Это верно, черт бы его побрал, благодетеля.
— Нет, нет, вы несправедливы к нему, — включился Грундвиг — вот ведь отличный парень! — Он же раскаялся, Заптен. Никто не смог бы сделать больше. Если бы не он…
— Разве я не знаю, — отвечает Карл-Густав. — Я видел, как он сражался, именно ему я обязан спасением от того негодяя. Бог мой, какая смерть!
Наступила пауза, потом Заптен говорит:
— Ну, хорошо, согласен трактовать сомнение в его пользу. Но, осмелюсь сказать, своей смертью он оказал вашему высочеству превосходную услугу, ибо будучи жив, представлял бы собой серьезное неудобство.
Так, этого я вынести не мог — помимо прочего, момент был подходящий.
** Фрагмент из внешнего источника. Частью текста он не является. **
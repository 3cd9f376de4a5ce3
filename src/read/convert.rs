//! Conversion of accumulated content to typed values.
//!
//! Lexical forms follow the XML Schema built-in types. Surrounding XML
//! whitespace is ignored by every conversion except the string one.

use std::error::Error as StdError;
use std::fmt;
use std::str::FromStr;
use std::sync::Arc;

use chrono::{DateTime, FixedOffset, NaiveDate, NaiveDateTime, TimeZone};
use rust_decimal::Decimal;

use crate::errors::{ConversionError, Error, Result};
use crate::name::split_qname;

/// Requested type of [`XmlRead::read_content_as`](crate::read::XmlRead::read_content_as).
#[derive(Clone, Copy, Debug, PartialEq, Eq, Hash)]
pub enum ValueType {
    /// [`TypedValue::String`]
    String,
    /// [`TypedValue::Boolean`]
    Boolean,
    /// [`TypedValue::Int`]
    Int,
    /// [`TypedValue::Long`]
    Long,
    /// [`TypedValue::Float`]
    Float,
    /// [`TypedValue::Double`]
    Double,
    /// [`TypedValue::Decimal`]
    Decimal,
    /// [`TypedValue::DateTime`]
    DateTime,
    /// [`TypedValue::DateTimeOffset`]
    DateTimeOffset,
    /// [`TypedValue::QualifiedName`], resolved through a [`NamespaceLookup`]
    QualifiedName,
}

/// A value converted from element or attribute content.
#[derive(Clone, Debug, PartialEq)]
pub enum TypedValue {
    /// `xs:string`
    String(String),
    /// `xs:boolean`
    Boolean(bool),
    /// `xs:int`
    Int(i32),
    /// `xs:long`
    Long(i64),
    /// `xs:float`
    Float(f32),
    /// `xs:double`
    Double(f64),
    /// `xs:decimal`
    Decimal(Decimal),
    /// `xs:dateTime`, normalized to UTC when the lexical form has an offset
    DateTime(NaiveDateTime),
    /// `xs:dateTime` keeping its offset; UTC when the lexical form has none
    DateTimeOffset(DateTime<FixedOffset>),
    /// `xs:QName`
    QualifiedName {
        /// Local part of the name
        local_name: String,
        /// Namespace bound to the prefix of the name
        namespace: String,
    },
}

impl TypedValue {
    /// The value an element without content reads as.
    pub fn empty(value_type: ValueType) -> Self {
        match value_type {
            ValueType::String => TypedValue::String(String::new()),
            ValueType::Boolean => TypedValue::Boolean(false),
            ValueType::Int => TypedValue::Int(0),
            ValueType::Long => TypedValue::Long(0),
            ValueType::Float => TypedValue::Float(0.0),
            ValueType::Double => TypedValue::Double(0.0),
            ValueType::Decimal => TypedValue::Decimal(Decimal::ZERO),
            ValueType::DateTime => TypedValue::DateTime(NaiveDateTime::default()),
            ValueType::DateTimeOffset => {
                TypedValue::DateTimeOffset(DateTime::<FixedOffset>::default())
            }
            ValueType::QualifiedName => TypedValue::QualifiedName {
                local_name: String::new(),
                namespace: String::new(),
            },
        }
    }
}

/// Resolves prefixes of qualified names found in content.
pub trait NamespaceLookup {
    /// Returns the namespace bound to `prefix`, if any.
    fn lookup_namespace(&self, prefix: &str) -> Option<&str>;
}

/// A lexical form outside of the value space of the type.
#[derive(Clone, Copy, Debug, PartialEq, Eq)]
pub struct LexicalError(&'static str);

impl LexicalError {
    pub(crate) fn new(message: &'static str) -> Self {
        Self(message)
    }
}

impl fmt::Display for LexicalError {
    fn fmt(&self, f: &mut fmt::Formatter) -> fmt::Result {
        f.write_str(self.0)
    }
}

impl StdError for LexicalError {}

fn fail<E>(type_name: &'static str, value: &str, source: E) -> Error
where
    E: StdError + Send + Sync + 'static,
{
    Error::Conversion(ConversionError {
        type_name,
        value: value.to_string(),
        source: Arc::new(source),
        position: None,
    })
}

#[inline]
fn trim(value: &str) -> &str {
    value.trim_matches(|c| matches!(c, ' ' | '\t' | '\n' | '\r'))
}

/// `true`, `false`, `1` or `0`.
pub fn to_boolean(value: &str) -> Result<bool> {
    match trim(value) {
        "true" | "1" => Ok(true),
        "false" | "0" => Ok(false),
        _ => Err(fail(
            "boolean",
            value,
            LexicalError("expected `true`, `false`, `1` or `0`"),
        )),
    }
}

/// Decimal digits with an optional sign.
pub fn to_int(value: &str) -> Result<i32> {
    trim(value).parse().map_err(|e| fail("int", value, e))
}

/// Decimal digits with an optional sign.
pub fn to_long(value: &str) -> Result<i64> {
    trim(value).parse().map_err(|e| fail("long", value, e))
}

/// Rejects the spellings of infinity and NaN that Rust accepts but XML
/// Schema does not.
fn check_float_form(type_name: &'static str, value: &str, text: &str) -> Result<()> {
    if text
        .bytes()
        .any(|b| b.is_ascii_alphabetic() && b != b'e' && b != b'E')
    {
        return Err(fail(
            type_name,
            value,
            LexicalError("only `INF`, `-INF` and `NaN` are allowed as special values"),
        ));
    }
    Ok(())
}

/// A floating point number; `INF`, `-INF` and `NaN` are the special values.
pub fn to_float(value: &str) -> Result<f32> {
    match trim(value) {
        "INF" => Ok(f32::INFINITY),
        "-INF" => Ok(f32::NEG_INFINITY),
        "NaN" => Ok(f32::NAN),
        text => {
            check_float_form("float", value, text)?;
            text.parse().map_err(|e| fail("float", value, e))
        }
    }
}

/// A floating point number; `INF`, `-INF` and `NaN` are the special values.
pub fn to_double(value: &str) -> Result<f64> {
    match trim(value) {
        "INF" => Ok(f64::INFINITY),
        "-INF" => Ok(f64::NEG_INFINITY),
        "NaN" => Ok(f64::NAN),
        text => {
            check_float_form("double", value, text)?;
            text.parse().map_err(|e| fail("double", value, e))
        }
    }
}

/// A decimal number without exponent.
pub fn to_decimal(value: &str) -> Result<Decimal> {
    let text = trim(value);
    let text = text.strip_prefix('+').unwrap_or(text);
    if text.bytes().any(|b| !matches!(b, b'0'..=b'9' | b'.' | b'-' | b'+')) {
        return Err(fail("decimal", value, LexicalError("invalid decimal")));
    }
    Decimal::from_str(text).map_err(|e| fail("decimal", value, e))
}

/// Splits a trailing `Z` or `+hh:mm` / `-hh:mm` from a date-time.
fn split_offset(text: &str) -> std::result::Result<(&str, Option<FixedOffset>), LexicalError> {
    if let Some(head) = text.strip_suffix('Z') {
        return Ok((head, FixedOffset::east_opt(0)));
    }
    if text.len() > 10 && text.is_char_boundary(text.len() - 6) {
        let (head, tail) = text.split_at(text.len() - 6);
        let bytes = tail.as_bytes();
        if matches!(bytes[0], b'+' | b'-') && bytes[3] == b':' {
            let invalid = LexicalError("invalid time zone offset");
            let hours: i32 = tail[1..3].parse().map_err(|_| invalid)?;
            let minutes: i32 = tail[4..6].parse().map_err(|_| invalid)?;
            if hours > 14 || minutes > 59 {
                return Err(invalid);
            }
            let seconds = (hours * 3600 + minutes * 60) * if bytes[0] == b'-' { -1 } else { 1 };
            return match FixedOffset::east_opt(seconds) {
                Some(offset) => Ok((head, Some(offset))),
                None => Err(invalid),
            };
        }
    }
    Ok((text, None))
}

/// Parses `YYYY-MM-DD` or `YYYY-MM-DDThh:mm:ss[.f]` with an optional offset.
fn parse_date_time(
    type_name: &'static str,
    value: &str,
) -> Result<(NaiveDateTime, Option<FixedOffset>)> {
    let (text, offset) = split_offset(trim(value)).map_err(|e| fail(type_name, value, e))?;
    let naive = if text.contains('T') {
        NaiveDateTime::parse_from_str(text, "%Y-%m-%dT%H:%M:%S%.f")
            .map_err(|e| fail(type_name, value, e))?
    } else {
        let date =
            NaiveDate::parse_from_str(text, "%Y-%m-%d").map_err(|e| fail(type_name, value, e))?;
        match date.and_hms_opt(0, 0, 0) {
            Some(midnight) => midnight,
            None => return Err(fail(type_name, value, LexicalError("invalid date"))),
        }
    };
    Ok((naive, offset))
}

/// A date-time, normalized to UTC when it carries an offset. A bare date is
/// midnight.
pub fn to_date_time(value: &str) -> Result<NaiveDateTime> {
    match parse_date_time("dateTime", value)? {
        (naive, None) => Ok(naive),
        (naive, Some(offset)) => match offset.from_local_datetime(&naive).single() {
            Some(dt) => Ok(dt.naive_utc()),
            None => Err(fail("dateTime", value, LexicalError("ambiguous local time"))),
        },
    }
}

/// A date-time with its offset; UTC is assumed when there is none.
pub fn to_date_time_offset(value: &str) -> Result<DateTime<FixedOffset>> {
    let (naive, offset) = parse_date_time("dateTimeOffset", value)?;
    let offset = match offset.or_else(|| FixedOffset::east_opt(0)) {
        Some(offset) => offset,
        None => return Err(fail("dateTimeOffset", value, LexicalError("invalid offset"))),
    };
    match offset.from_local_datetime(&naive).single() {
        Some(dt) => Ok(dt),
        None => Err(fail(
            "dateTimeOffset",
            value,
            LexicalError("ambiguous local time"),
        )),
    }
}

/// A `prefix:local` or `local` name whose prefix is resolved by `resolver`.
/// An unprefixed name takes the default namespace, if one is bound.
pub fn to_qualified_name(value: &str, resolver: &dyn NamespaceLookup) -> Result<TypedValue> {
    let (prefix, local) = split_qname(trim(value));
    if local.is_empty() {
        return Err(fail("QName", value, LexicalError("empty local name")));
    }
    let namespace = match resolver.lookup_namespace(prefix) {
        Some(ns) => ns.to_string(),
        None if prefix.is_empty() => String::new(),
        None => return Err(fail("QName", value, LexicalError("undeclared prefix"))),
    };
    Ok(TypedValue::QualifiedName {
        local_name: local.to_string(),
        namespace,
    })
}

/// Converts `value` to the requested type.
pub fn convert(
    value_type: ValueType,
    value: String,
    resolver: &dyn NamespaceLookup,
) -> Result<TypedValue> {
    Ok(match value_type {
        ValueType::String => TypedValue::String(value),
        ValueType::Boolean => TypedValue::Boolean(to_boolean(&value)?),
        ValueType::Int => TypedValue::Int(to_int(&value)?),
        ValueType::Long => TypedValue::Long(to_long(&value)?),
        ValueType::Float => TypedValue::Float(to_float(&value)?),
        ValueType::Double => TypedValue::Double(to_double(&value)?),
        ValueType::Decimal => TypedValue::Decimal(to_decimal(&value)?),
        ValueType::DateTime => TypedValue::DateTime(to_date_time(&value)?),
        ValueType::DateTimeOffset => TypedValue::DateTimeOffset(to_date_time_offset(&value)?),
        ValueType::QualifiedName => to_qualified_name(&value, resolver)?,
    })
}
Я тихо вышел из арки.
— Прошу простить за назойливость, майор, — говорю, — но удобен я или нет, а по-прежнему здесь, чтобы служить его высочеству.
Сцена возымела эффект: Заптен резко развернулся, его трубка свалилась на пол; Грундвиг вскочил, вытаращив глаза; принц, сидевший за столом, выругался от неожиданности; там были еще двое, располагавшиеся за стулом принца, — думаю, они тоже порядком удивились.
О да, было довольно изумленных возгласов и расспросов, доложу я вам; мое появление их явно поразило, даже если не вполне обрадовало. Разумеется, ситуация для них осложнилась: герои доставляют намного меньше неудобств, когда остаются на поле боя. В вопросах, которыми меня засыпали, читался легкий оттенок сожаления: как я спасся, как выбрался. Могу поклясться, на языке у Заптена так и вертелся вопрос, зачем я все это сделал.
Я отвечал на все с предельной честностью, вкратце описав им устройство сливной системы Йотунберга и дав отчет о том, как выбрался из озера. Принц с Грундвигом твердили, что это чудо; Заптен поднял трубку и принялся набивать ее табаком.
— И вот, — подвел я итог, — я вернулся сюда, чтобы предложить свои услуги — если они необходимы. — С этими словами я положил саблю на стол и отошел. Тот парень, Ирвинг,[64]со мной и рядом не стоял.
Наступила долгая, неловкая тишина. Заптен — уж он-то не собирался нарушать ее, — попыхивал своей трубочкой, Грундвиг ерзал. Наконец принц, хмурившийся за столом, поднял взгляд. Боже, как он был похож на меня.